EXERCISE AIM →
Where a line of the data holds the word "AppState", copy that line.

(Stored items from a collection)

━━━━━━━━━━━━━━━━━━━━━━━━━━━━━━

fn to_many_field(spec: &RelationSpec, related: &ResolvedEntity, pool: &PgPool) -> Field {
    let field_spec = spec.clone();
    let related_arc = Arc::new(related.clone());
    let pool = pool.clone();
    Field::new(
        spec.field_name.clone(),
        TypeRef::named_nn(related.connection_type()),
        move |ctx| {
            let spec = field_spec.clone();
            let related = related_arc.clone();
            let pool = pool.clone();
            FieldFuture::new(async move {
                let row = ctx.parent_value.try_downcast_ref::<Value>()?;
                let key = row.get(&spec.our_key_column).cloned().unwrap_or(Value::Null);
                let args = ctx.args.as_index_map();
                let first = arg_u32(args, "first", DEFAULT_PAGE_SIZE);
                let offset = arg_u32(args, "offset", 0);
                if key.is_null() {
                    return Ok(Some(FieldValue::owned_any(ConnectionPage {
                        filters: Vec::new(),
                        rows: Vec::new(),
                        offset,
                        has_next: false,
                    })));
                }
                let mut filters = vec![(spec.their_key_column.clone(), key)];
                filters.extend(condition_filters(&related, args.get("condition")));
                let page = fetch_page(&pool, &related, filters, first, offset)
                    .await
                    .map_err(resolver_error)?;
                Ok(Some(FieldValue::owned_any(page)))
            })
        },
    )
    .argument(InputValue::new("first", TypeRef::named(TypeRef::INT)))
    .argument(InputValue::new("offset", TypeRef::named(TypeRef::INT)))
    .argument(InputValue::new("condition", TypeRef::named(related.condition_type())))
}

fn entity_object(entity: &ResolvedEntity, model: &Arc<ResolvedModel>, pool: &PgPool) -> Object {
    let mut obj = Object::new(&entity.type_name).description(format!(
        "Derived from table `{}.{}`",
        entity.schema_name, entity.table_name
    ));
    for c in &entity.columns {
        obj = obj.field(column_field(c));
    }
    for spec in &entity.relations {
        let Some(related) = model.entity(&spec.related_table) else {
            continue;
        };
        obj = match spec.direction {
            RelationDirection::ToOne => obj.field(to_one_field(spec, related, pool)),
            RelationDirection::ToMany => obj.field(to_many_field(spec, related, pool)),
        };
    }
    obj
}

fn condition_input(entity: &ResolvedEntity) -> InputObject {
    let mut input = InputObject::new(entity.condition_type()).description(format!(
        "Equality conditions over `{}` columns; all supplied fields must match",
        entity.table_name
    ));
    for c in &entity.columns {
        input = input.field(InputValue::new(
            &c.field_name,
            TypeRef::named(c.scalar.type_name()),
        ));
    }
    input
}

fn edge_object(entity: &ResolvedEntity) -> Object {
    Object::new(entity.edge_type())
        .field(Field::new("cursor", TypeRef::named("Cursor"), move |ctx| {
            FieldFuture::new(async move {
                let edge = ctx.parent_value.try_downcast_ref::<EdgeSeed>()?;
                Ok(Some(FieldValue::value(GqlValue::String(edge.cursor.clone()))))
            })
        }))
        .field(Field::new(
            "node",
            TypeRef::named_nn(&entity.type_name),
            move |ctx| {
                FieldFuture::new(async move {
                    let edge = ctx.parent_value.try_downcast_ref::<EdgeSeed>()?;
                    Ok(Some(FieldValue::owned_any(edge.row.clone())))
                })
            },
        ))
}

fn connection_object(entity: &ResolvedEntity, pool: &PgPool) -> Object {
    let count_entity = Arc::new(entity.clone());
    let count_pool = pool.clone();
    Object::new(entity.connection_type())
        .description(format!("Paged collection of `{}` rows", entity.table_name))
        .field(Field::new(
            "totalCount",
            TypeRef::named_nn(TypeRef::INT),
            move |ctx| {
                let entity = count_entity.clone();
                let pool = count_pool.clone();
                FieldFuture::new(async move {
                    let page = ctx.parent_value.try_downcast_ref::<ConnectionPage>()?;
                    let n = QueryExecutor::count(&pool, &entity, &page.filters)
                        .await
                        .map_err(resolver_error)?;
                    Ok(Some(FieldValue::value(GqlValue::from(n))))
                })
            },
        ))
        .field(Field::new(
            "nodes",
            TypeRef::named_nn_list_nn(&entity.type_name),
            move |ctx| {
                FieldFuture::new(async move {
                    let page = ctx.parent_value.try_downcast_ref::<ConnectionPage>()?;
                    Ok(Some(FieldValue::list(
                        page.rows.iter().cloned().map(FieldValue::owned_any),
                    )))
                })
            },
        ))
        .field(Field::new(
            "edges",
            TypeRef::named_nn_list_nn(entity.edge_type()),
            move |ctx| {
                FieldFuture::new(async move {
                    let page = ctx.parent_value.try_downcast_ref::<ConnectionPage>()?;
                    Ok(Some(FieldValue::list(page.rows.iter().enumerate().map(
                        |(i, row)| {
                            FieldValue::owned_any(EdgeSeed {
                                row: row.clone(),
                                cursor: encode_cursor(page.offset + i as u32),
                            })
                        },
                    ))))
                })
            },
        ))
        .field(Field::new(
            "pageInfo",
            TypeRef::named_nn("PageInfo"),
            move |ctx| {
                FieldFuture::new(async move {
                    let page = ctx.parent_value.try_downcast_ref::<ConnectionPage>()?;
                    let last = page.rows.len().checked_sub(1);
                    Ok(Some(FieldValue::owned_any(PageSeed {
                        has_next: page.has_next,
                        has_prev: page.offset > 0,
                        start: (!page.rows.is_empty()).then(|| encode_cursor(page.offset)),
                        end: last.map(|i| encode_cursor(page.offset + i as u32)),
                    })))
                })
            },
        ))
}

/// The shared PageInfo object, registered once per schema.
pub fn page_info_object() -> Object {
    Object::new("PageInfo")
        .field(Field::new(
            "hasNextPage",
            TypeRef::named_nn(TypeRef::BOOLEAN),
            move |ctx| {
                FieldFuture::new(async move {
                    let info = ctx.parent_value.try_downcast_ref::<PageSeed>()?;
                    Ok(Some(FieldValue::value(GqlValue::from(info.has_next))))
                })
            },
        ))
        .field(Field::new(
            "hasPreviousPage",
            TypeRef::named_nn(TypeRef::BOOLEAN),
            move |ctx| {
                FieldFuture::new(async move {
                    let info = ctx.parent_value.try_downcast_ref::<PageSeed>()?;
                    Ok(Some(FieldValue::value(GqlValue::from(info.has_prev))))
                })
            },
        ))
        .field(Field::new("startCursor", TypeRef::named("Cursor"), move |ctx| {
            FieldFuture::new(async move {
                let info = ctx.parent_value.try_downcast_ref::<PageSeed>()?;
                Ok(info
                    .start
                    .clone()
                    .map(|c| FieldValue::value(GqlValue::String(c))))
            })
        }))
        .field(Field::new("endCursor", TypeRef::named("Cursor"), move |ctx| {
            FieldFuture::new(async move {
                let info = ctx.parent_value.try_downcast_ref::<PageSeed>()?;
                Ok(info
                    .end
                    .clone()
                    .map(|c| FieldValue::value(GqlValue::String(c))))
            })
        }))
}

fn row_lookup_field(entity: &ResolvedEntity, pool: &PgPool) -> Field {
    let lookup_entity = Arc::new(entity.clone());
    let pool = pool.clone();
    Field::new(
        entity.row_field.clone(),
        TypeRef::named(&entity.type_name),
        move |ctx| {
            let entity = lookup_entity.clone();
            let pool = pool.clone();
            FieldFuture::new(async move {
                let args = ctx.args.as_index_map();
                let id = args.get("id").map(gql_to_json).unwrap_or(Value::Null);
                if id.is_null() {
                    return Ok(None);
                }
                let id = parse_pk(&entity, &id)?;
                let row = QueryExecutor::fetch_by_pk(&pool, &entity, &id)
                    .await
                    .map_err(resolver_error)?;
                Ok(row.map(FieldValue::owned_any))
            })
        },
    )
    .description(format!(
        "Look up a single `{}` row by primary key",
        entity.table_name
    ))
    .argument(InputValue::new(
        "id",
        TypeRef::named_nn(entity.pk_scalar().type_name()),
    ))
}

fn all_rows_field(entity: &ResolvedEntity, pool: &PgPool) -> Field {
    let list_entity = Arc::new(entity.clone());
    let pool = pool.clone();
    Field::new(
        entity.all_field.clone(),
        TypeRef::named_nn(entity.connection_type()),
        move |ctx| {
            let entity = list_entity.clone();
            let pool = pool.clone();
            FieldFuture::new(async move {
                let args = ctx.args.as_index_map();
                let first = arg_u32(args, "first", DEFAULT_PAGE_SIZE);
                let offset = arg_u32(args, "offset", 0);
                let filters = condition_filters(&entity, args.get("condition"));
                let page = fetch_page(&pool, &entity, filters, first, offset)
                    .await
                    .map_err(resolver_error)?;
                Ok(Some(FieldValue::owned_any(page)))
            })
        },
    )
    .description(format!("Read all `{}` rows, paged", entity.table_name))
    .argument(InputValue::new("first", TypeRef::named(TypeRef::INT)))
    .argument(InputValue::new("offset", TypeRef::named(TypeRef::INT)))
    .argument(InputValue::new(
        "condition",
        TypeRef::named(entity.condition_type()),
    ))
}
//! GraphQL routes: the execution endpoint and, when enabled, the console.

use crate::handlers::graphql::{execute, graphiql, graphiql_enhanced};
use crate::state::AppState;
use crate::SchemaOptions;
use axum::{
    routing::{get, post},
    Router,
};

pub fn graphql_routes(state: AppState, options: &SchemaOptions) -> Router {
    let mut router = Router::new().route("/graphql", post(execute));
    if options.graphiql {
        let console = if options.enhance_graphiql {
            get(graphiql_enhanced)
        } else {
            get(graphiql)
        };
        router = router.route("/graphiql", console);
    }
    router.with_state(state)
}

━━━━━━━━━━━━━━━━━━━━━━━━━━━━━━

EXERCISE OUTPUT →
use crate::state::AppState;
pub fn graphql_routes(state: AppState, options: &SchemaOptions) -> Router {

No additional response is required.